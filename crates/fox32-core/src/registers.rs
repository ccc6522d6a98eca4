use crate::error::{Fault, VmResult};

pub const REGISTER_COUNT: u8 = 32;
/// Conventionally used as the `LOOP` decrement target by `LOOP`/`RLOOP`.
pub const REGISTER_LOOP: u8 = 31;

const SP_INDEX: u8 = REGISTER_COUNT;
const ESP_INDEX: u8 = REGISTER_COUNT + 1;
const FP_INDEX: u8 = REGISTER_COUNT + 2;

/// The 32 general registers plus the three pseudo-registers addressable
/// the same way (`sp`, exception-stack pointer, frame pointer).
#[derive(Debug, Default, Clone)]
pub struct Registers {
    pub general: [u32; REGISTER_COUNT as usize],
    pub sp: u32,
    pub esp: u32,
    pub fp: u32,
}

impl Registers {
    pub fn read(&self, index: u8) -> VmResult<u32> {
        match index {
            i if i < REGISTER_COUNT => Ok(self.general[i as usize]),
            SP_INDEX => Ok(self.sp),
            ESP_INDEX => Ok(self.esp),
            FP_INDEX => Ok(self.fp),
            _ => Err(Fault::BadRegister { register: index }),
        }
    }

    pub fn write(&mut self, index: u8, value: u32) -> VmResult<()> {
        match index {
            i if i < REGISTER_COUNT => self.general[i as usize] = value,
            SP_INDEX => self.sp = value,
            ESP_INDEX => self.esp = value,
            FP_INDEX => self.fp = value,
            _ => return Err(Fault::BadRegister { register: index }),
        }
        Ok(())
    }
}
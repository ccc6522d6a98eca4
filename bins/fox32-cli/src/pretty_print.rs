//! Print displays for the runner.
use colored::Colorize;
use fox32_core::Vm;

pub fn print_startup_banner(rom_path: &str) {
    println!("\n{}", "╔═════════════════════════════════════════════╗".bright_cyan());
    println!(
        "{} {}  {}",
        "║".bright_cyan(),
        " FOX32 VIRTUAL MACHINE ".bold(),
        "║".bright_cyan()
    );
    println!("{} rom: {}", "║".bright_cyan(), rom_path.yellow());
    println!("{}", "╚═════════════════════════════════════════════╝".bright_cyan());
    println!();
}

pub fn print_state(vm: &Vm) {
    let flags = vm.flags();
    println!("\n{}", "VM STATE".bold());
    println!("-------------------------");
    println!("ip:     {:#010x}", vm.pointer_instr());
    println!("sp:     {:#010x}", vm.registers().sp);
    println!(
        "flags:  zero={} carry={} ie={} swap_sp={}",
        flags.zero, flags.carry, flags.interrupt_enable, flags.swap_sp
    );
    for (i, chunk) in vm.registers().general.chunks(4).enumerate() {
        let values: Vec<String> = chunk
            .iter()
            .enumerate()
            .map(|(j, v)| format!("r{:<2}={:#010x}", i * 4 + j, v))
            .collect();
        println!("{}", values.join("  "));
    }
    println!("-------------------------\n");
}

————————

--- Work instruction ---
When you reply, retype each line exactly as it appears above.

--- Task result ---
filename crates/fox32-core/src/registers.rs
repository ccc6522d6a98eca4
use crate::error::{Fault, VmResult};

pub const REGISTER_COUNT: u8 = 32;
/// Conventionally used as the `LOOP` decrement target by `LOOP`/`RLOOP`.
pub const REGISTER_LOOP: u8 = 31;

const SP_INDEX: u8 = REGISTER_COUNT;
const ESP_INDEX: u8 = REGISTER_COUNT + 1;
const FP_INDEX: u8 = REGISTER_COUNT + 2;

/// The 32 general registers plus the three pseudo-registers addressable
/// the same way (`sp`, exception-stack pointer, frame pointer).
#[derive(Debug, Default, Clone)]
pub struct Registers {
    pub general: [u32; REGISTER_COUNT as usize],
    pub sp: u32,
    pub esp: u32,
    pub fp: u32,
}

impl Registers {
    pub fn read(&self, index: u8) -> VmResult<u32> {
        match index {
            i if i < REGISTER_COUNT => Ok(self.general[i as usize]),
            SP_INDEX => Ok(self.sp),
            ESP_INDEX => Ok(self.esp),
            FP_INDEX => Ok(self.fp),
            _ => Err(Fault::BadRegister { register: index }),
        }
    }

    pub fn write(&mut self, index: u8, value: u32) -> VmResult<()> {
        match index {
            i if i < REGISTER_COUNT => self.general[i as usize] = value,
            SP_INDEX => self.sp = value,
            ESP_INDEX => self.esp = value,
            FP_INDEX => self.fp = value,
            _ => return Err(Fault::BadRegister { register: index }),
        }
        Ok(())
    }
}
repository ccc6522d6a98eca4
filename bins/fox32-cli/src/pretty_print.rs
//! Print displays for the runner.
use colored::Colorize;
use fox32_core::Vm;

pub fn print_startup_banner(rom_path: &str) {
    println!("\n{}", "╔═════════════════════════════════════════════╗".bright_cyan());
    println!(
        "{} {}  {}",
        "║".bright_cyan(),
        " FOX32 VIRTUAL MACHINE ".bold(),
        "║".bright_cyan()
    );
    println!("{} rom: {}", "║".bright_cyan(), rom_path.yellow());
    println!("{}", "╚═════════════════════════════════════════════╝".bright_cyan());
    println!();
}

pub fn print_state(vm: &Vm) {
    let flags = vm.flags();
    println!("\n{}", "VM STATE".bold());
    println!("-------------------------");
    println!("ip:     {:#010x}", vm.pointer_instr());
    println!("sp:     {:#010x}", vm.registers().sp);
    println!(
        "flags:  zero={} carry={} ie={} swap_sp={}",
        flags.zero, flags.carry, flags.interrupt_enable, flags.swap_sp
    );
    for (i, chunk) in vm.registers().general.chunks(4).enumerate() {
        let values: Vec<String> = chunk
            .iter()
            .enumerate()
            .map(|(j, v)| format!("r{:<2}={:#010x}", i * 4 + j, v))
            .collect();
        println!("{}", values.join("  "));
    }
    println!("-------------------------\n");
}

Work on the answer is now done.